■ AIM OF THE EXERCISE: Your answer needs to include each line of the records in which the string "target" can be found.

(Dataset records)
+++
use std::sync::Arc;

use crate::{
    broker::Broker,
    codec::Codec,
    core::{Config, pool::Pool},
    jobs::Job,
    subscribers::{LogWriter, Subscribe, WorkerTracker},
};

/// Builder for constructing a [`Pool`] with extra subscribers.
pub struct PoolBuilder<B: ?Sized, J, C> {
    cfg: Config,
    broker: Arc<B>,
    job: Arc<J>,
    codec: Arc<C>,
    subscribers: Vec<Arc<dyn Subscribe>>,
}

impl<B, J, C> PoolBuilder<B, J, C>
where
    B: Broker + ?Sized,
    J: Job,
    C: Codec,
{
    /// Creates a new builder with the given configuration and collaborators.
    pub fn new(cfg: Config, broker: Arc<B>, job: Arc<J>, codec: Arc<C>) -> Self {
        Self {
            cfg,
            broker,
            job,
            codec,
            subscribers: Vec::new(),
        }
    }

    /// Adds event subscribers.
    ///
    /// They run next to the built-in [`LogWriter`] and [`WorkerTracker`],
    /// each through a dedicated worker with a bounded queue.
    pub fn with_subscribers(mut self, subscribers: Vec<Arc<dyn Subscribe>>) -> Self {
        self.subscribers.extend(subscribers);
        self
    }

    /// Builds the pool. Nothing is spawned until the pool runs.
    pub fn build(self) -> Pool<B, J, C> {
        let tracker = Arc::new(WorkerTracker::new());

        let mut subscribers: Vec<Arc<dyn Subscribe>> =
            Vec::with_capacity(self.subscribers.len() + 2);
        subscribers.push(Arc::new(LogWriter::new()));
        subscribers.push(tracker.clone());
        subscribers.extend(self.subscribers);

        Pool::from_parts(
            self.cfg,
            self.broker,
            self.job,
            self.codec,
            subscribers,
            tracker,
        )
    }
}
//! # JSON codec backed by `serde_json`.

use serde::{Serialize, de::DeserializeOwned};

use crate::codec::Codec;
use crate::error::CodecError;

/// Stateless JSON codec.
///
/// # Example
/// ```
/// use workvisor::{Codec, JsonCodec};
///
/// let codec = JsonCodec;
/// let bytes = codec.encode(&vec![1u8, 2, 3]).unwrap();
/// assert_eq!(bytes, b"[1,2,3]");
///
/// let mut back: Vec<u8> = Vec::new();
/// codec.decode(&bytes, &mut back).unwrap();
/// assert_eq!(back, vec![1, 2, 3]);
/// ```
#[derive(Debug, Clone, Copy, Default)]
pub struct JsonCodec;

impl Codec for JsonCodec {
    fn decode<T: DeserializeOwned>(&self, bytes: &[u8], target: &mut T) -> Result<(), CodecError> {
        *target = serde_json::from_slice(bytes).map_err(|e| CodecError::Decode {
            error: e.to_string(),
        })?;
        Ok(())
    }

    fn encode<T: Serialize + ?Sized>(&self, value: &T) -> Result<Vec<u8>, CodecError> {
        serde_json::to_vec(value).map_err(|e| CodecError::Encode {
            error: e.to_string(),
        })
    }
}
+++
■ OUTPUT BELOW:
    fn decode<T: DeserializeOwned>(&self, bytes: &[u8], target: &mut T) -> Result<(), CodecError> {
        *target = serde_json::from_slice(bytes).map_err(|e| CodecError::Decode {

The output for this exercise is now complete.